[[ PROVIDED RECORDS open ]]

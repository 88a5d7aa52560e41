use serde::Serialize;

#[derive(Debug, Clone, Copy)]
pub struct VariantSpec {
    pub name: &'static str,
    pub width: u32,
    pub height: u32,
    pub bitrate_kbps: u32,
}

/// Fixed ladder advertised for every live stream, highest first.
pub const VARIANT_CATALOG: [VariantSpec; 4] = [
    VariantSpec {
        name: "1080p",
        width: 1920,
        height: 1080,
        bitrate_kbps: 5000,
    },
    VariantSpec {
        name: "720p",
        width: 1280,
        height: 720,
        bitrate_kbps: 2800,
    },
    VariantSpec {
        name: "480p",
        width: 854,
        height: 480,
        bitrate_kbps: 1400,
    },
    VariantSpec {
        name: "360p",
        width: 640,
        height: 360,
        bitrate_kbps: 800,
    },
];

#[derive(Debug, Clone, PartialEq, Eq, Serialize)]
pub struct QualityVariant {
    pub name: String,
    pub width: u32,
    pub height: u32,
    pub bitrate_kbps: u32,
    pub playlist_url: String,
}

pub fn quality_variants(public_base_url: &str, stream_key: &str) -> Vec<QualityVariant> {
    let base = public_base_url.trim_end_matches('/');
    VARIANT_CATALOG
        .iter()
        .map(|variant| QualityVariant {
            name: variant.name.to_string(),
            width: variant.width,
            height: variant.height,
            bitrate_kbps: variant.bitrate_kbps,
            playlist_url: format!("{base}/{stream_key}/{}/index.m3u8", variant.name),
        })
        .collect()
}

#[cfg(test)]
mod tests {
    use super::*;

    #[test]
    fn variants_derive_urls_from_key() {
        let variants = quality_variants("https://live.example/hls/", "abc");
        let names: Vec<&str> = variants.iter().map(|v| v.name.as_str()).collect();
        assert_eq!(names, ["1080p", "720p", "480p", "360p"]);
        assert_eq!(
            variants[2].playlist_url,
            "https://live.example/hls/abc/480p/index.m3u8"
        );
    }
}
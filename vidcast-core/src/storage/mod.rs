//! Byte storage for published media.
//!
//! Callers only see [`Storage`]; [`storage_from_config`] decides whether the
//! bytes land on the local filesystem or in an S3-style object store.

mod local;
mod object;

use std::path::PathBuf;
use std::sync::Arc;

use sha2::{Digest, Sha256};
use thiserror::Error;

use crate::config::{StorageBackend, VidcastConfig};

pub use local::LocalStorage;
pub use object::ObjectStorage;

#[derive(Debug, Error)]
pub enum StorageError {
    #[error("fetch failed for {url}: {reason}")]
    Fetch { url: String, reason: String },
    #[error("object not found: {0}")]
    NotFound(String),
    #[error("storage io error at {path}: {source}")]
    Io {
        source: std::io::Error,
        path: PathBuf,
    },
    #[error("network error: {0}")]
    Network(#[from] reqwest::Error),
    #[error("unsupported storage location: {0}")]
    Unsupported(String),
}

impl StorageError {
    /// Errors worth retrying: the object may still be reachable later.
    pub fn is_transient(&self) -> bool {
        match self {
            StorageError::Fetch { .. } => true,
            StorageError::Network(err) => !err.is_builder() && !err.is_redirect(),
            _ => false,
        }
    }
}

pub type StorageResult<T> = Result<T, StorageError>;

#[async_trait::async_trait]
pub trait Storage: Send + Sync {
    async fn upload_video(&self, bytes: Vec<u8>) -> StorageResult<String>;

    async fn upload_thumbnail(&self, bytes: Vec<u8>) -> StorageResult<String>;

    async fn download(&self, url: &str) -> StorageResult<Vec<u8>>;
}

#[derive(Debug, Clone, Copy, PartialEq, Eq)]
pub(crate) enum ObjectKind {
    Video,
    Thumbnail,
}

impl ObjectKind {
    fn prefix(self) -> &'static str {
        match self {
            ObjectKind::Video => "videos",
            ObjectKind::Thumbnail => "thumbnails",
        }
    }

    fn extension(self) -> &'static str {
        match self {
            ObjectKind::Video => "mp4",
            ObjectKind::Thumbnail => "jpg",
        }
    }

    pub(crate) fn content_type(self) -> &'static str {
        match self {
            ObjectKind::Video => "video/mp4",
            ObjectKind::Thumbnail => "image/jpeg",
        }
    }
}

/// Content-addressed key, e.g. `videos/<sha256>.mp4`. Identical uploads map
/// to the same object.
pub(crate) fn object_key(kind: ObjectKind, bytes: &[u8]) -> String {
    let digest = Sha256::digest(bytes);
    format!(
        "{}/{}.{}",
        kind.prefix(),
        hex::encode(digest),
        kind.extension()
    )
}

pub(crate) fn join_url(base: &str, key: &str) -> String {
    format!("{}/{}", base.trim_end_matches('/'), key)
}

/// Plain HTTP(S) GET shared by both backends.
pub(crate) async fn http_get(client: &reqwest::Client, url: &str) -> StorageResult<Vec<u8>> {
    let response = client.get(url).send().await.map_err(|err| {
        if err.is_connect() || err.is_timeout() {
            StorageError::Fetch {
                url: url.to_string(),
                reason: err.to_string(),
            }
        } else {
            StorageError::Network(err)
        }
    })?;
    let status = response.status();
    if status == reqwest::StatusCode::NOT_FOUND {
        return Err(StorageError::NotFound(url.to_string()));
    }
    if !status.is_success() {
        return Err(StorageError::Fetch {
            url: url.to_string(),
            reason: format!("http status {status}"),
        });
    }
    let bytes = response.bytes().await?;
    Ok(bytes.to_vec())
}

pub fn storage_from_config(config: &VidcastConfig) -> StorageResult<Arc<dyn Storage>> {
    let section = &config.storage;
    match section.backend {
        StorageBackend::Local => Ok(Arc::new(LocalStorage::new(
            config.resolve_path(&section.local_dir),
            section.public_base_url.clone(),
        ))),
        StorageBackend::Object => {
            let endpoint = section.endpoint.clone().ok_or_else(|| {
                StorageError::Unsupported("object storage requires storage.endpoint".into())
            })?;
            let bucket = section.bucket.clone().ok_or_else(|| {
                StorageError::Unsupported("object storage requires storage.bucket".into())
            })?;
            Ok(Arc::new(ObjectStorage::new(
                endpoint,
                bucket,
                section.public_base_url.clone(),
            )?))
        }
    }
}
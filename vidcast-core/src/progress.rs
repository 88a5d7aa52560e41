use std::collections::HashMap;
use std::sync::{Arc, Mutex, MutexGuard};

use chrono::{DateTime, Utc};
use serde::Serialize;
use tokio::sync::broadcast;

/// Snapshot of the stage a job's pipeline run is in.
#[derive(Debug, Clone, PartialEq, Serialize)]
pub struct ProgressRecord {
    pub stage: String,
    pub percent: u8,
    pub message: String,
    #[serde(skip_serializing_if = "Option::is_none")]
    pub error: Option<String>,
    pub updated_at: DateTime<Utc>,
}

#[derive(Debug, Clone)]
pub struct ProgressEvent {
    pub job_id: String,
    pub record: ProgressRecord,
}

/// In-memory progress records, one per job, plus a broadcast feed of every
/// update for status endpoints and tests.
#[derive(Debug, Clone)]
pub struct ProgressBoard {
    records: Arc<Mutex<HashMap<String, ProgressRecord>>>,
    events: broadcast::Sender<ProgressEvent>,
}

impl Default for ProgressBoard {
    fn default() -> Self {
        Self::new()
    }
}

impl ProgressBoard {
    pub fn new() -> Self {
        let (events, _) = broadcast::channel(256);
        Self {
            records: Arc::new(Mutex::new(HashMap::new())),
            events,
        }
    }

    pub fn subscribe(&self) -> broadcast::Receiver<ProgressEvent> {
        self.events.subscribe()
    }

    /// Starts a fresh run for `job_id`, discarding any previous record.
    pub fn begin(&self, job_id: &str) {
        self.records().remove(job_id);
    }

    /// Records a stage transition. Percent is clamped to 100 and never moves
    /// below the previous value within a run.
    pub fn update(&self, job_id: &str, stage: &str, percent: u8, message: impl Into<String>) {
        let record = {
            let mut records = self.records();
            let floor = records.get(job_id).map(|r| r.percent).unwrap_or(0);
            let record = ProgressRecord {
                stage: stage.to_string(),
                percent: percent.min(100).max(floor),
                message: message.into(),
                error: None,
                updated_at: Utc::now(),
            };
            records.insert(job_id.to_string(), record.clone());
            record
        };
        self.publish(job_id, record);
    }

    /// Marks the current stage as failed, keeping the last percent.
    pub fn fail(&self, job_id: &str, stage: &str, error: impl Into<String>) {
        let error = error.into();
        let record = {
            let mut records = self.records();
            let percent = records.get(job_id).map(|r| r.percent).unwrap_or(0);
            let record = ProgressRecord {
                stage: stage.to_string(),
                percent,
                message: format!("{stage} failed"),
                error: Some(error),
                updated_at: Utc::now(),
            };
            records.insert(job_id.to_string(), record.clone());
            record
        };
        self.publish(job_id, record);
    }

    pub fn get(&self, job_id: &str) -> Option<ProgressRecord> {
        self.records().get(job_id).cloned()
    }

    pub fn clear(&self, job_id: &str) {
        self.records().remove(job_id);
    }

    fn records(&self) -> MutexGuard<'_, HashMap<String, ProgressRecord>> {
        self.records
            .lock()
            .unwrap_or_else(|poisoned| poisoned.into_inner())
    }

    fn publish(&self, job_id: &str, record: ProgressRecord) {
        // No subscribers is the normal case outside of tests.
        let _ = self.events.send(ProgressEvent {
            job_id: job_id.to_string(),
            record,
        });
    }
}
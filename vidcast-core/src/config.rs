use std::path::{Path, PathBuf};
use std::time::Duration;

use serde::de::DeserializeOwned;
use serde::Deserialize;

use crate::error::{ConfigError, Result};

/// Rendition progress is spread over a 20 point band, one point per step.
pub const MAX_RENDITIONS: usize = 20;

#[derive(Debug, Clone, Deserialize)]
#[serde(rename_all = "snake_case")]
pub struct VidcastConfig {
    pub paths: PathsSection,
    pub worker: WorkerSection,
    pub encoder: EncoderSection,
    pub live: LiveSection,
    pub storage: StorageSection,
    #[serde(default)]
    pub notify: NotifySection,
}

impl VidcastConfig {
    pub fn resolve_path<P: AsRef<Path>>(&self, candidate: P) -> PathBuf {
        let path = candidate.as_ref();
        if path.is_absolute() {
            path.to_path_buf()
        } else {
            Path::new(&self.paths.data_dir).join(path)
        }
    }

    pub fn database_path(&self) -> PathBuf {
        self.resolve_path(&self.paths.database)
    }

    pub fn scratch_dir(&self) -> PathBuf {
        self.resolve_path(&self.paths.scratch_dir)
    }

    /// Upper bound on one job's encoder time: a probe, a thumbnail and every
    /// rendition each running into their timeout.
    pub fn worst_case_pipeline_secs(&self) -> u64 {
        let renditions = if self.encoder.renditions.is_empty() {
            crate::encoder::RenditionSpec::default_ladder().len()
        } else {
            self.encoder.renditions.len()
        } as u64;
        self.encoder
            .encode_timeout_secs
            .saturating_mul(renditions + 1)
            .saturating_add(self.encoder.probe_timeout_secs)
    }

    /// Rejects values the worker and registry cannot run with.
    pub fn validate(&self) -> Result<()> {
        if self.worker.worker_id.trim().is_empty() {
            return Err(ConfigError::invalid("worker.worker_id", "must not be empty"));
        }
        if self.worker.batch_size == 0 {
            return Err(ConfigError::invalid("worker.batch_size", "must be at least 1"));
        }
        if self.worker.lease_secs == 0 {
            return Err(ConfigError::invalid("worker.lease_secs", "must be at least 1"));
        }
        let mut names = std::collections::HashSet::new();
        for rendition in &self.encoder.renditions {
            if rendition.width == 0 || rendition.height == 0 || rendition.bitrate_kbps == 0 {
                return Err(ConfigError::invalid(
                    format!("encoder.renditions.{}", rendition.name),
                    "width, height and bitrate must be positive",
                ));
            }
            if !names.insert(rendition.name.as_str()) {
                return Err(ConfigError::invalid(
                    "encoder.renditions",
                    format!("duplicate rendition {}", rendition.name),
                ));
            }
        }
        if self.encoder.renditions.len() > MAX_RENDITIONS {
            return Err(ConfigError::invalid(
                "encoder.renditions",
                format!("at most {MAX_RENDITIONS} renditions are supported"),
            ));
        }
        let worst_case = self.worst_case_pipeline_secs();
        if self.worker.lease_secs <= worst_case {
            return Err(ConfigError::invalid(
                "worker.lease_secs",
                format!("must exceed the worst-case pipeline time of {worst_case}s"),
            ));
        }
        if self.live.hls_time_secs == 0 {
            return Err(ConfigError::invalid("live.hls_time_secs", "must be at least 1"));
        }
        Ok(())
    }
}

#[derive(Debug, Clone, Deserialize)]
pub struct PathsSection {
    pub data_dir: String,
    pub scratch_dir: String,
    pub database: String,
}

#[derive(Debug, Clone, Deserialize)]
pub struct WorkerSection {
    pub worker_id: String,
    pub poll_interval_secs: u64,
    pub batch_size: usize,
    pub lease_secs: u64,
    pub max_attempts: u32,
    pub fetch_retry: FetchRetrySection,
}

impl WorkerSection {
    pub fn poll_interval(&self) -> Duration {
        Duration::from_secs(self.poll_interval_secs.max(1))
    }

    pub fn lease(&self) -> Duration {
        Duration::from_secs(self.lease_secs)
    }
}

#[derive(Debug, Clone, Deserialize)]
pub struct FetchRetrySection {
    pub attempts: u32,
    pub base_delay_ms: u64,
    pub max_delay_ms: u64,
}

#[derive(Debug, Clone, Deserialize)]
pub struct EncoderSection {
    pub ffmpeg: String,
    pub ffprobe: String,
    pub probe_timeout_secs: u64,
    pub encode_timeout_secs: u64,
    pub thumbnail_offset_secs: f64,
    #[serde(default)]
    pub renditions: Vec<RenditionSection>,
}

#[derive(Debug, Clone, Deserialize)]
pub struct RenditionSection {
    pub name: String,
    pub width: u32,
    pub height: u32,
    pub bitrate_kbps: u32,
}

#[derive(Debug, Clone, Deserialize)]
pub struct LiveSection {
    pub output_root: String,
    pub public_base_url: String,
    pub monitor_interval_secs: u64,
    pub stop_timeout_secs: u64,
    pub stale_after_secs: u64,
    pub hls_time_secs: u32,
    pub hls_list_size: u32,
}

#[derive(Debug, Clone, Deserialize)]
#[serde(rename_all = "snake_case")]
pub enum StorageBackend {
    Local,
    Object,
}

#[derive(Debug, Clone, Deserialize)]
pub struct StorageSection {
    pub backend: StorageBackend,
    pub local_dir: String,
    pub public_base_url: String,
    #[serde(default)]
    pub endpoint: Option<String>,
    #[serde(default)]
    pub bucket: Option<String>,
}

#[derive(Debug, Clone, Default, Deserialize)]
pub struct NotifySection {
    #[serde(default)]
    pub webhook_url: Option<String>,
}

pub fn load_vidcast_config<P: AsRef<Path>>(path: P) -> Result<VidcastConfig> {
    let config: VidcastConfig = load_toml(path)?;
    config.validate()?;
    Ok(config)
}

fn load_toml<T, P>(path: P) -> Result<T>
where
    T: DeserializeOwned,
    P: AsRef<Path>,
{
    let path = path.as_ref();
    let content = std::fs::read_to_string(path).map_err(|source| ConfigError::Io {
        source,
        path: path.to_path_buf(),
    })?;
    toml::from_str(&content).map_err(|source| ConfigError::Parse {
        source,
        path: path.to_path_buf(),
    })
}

[[ PROVIDED RECORDS closed ]]

EXERCISE GOAL -> Working through the records above, copy each line in which "VidcastConfig" is found.

OUTPUT OF THE EXERCISE ->
use crate::config::{StorageBackend, VidcastConfig};
pub fn storage_from_config(config: &VidcastConfig) -> StorageResult<Arc<dyn Storage>> {
pub struct VidcastConfig {
impl VidcastConfig {
pub fn load_vidcast_config<P: AsRef<Path>>(path: P) -> Result<VidcastConfig> {
    let config: VidcastConfig = load_toml(path)?;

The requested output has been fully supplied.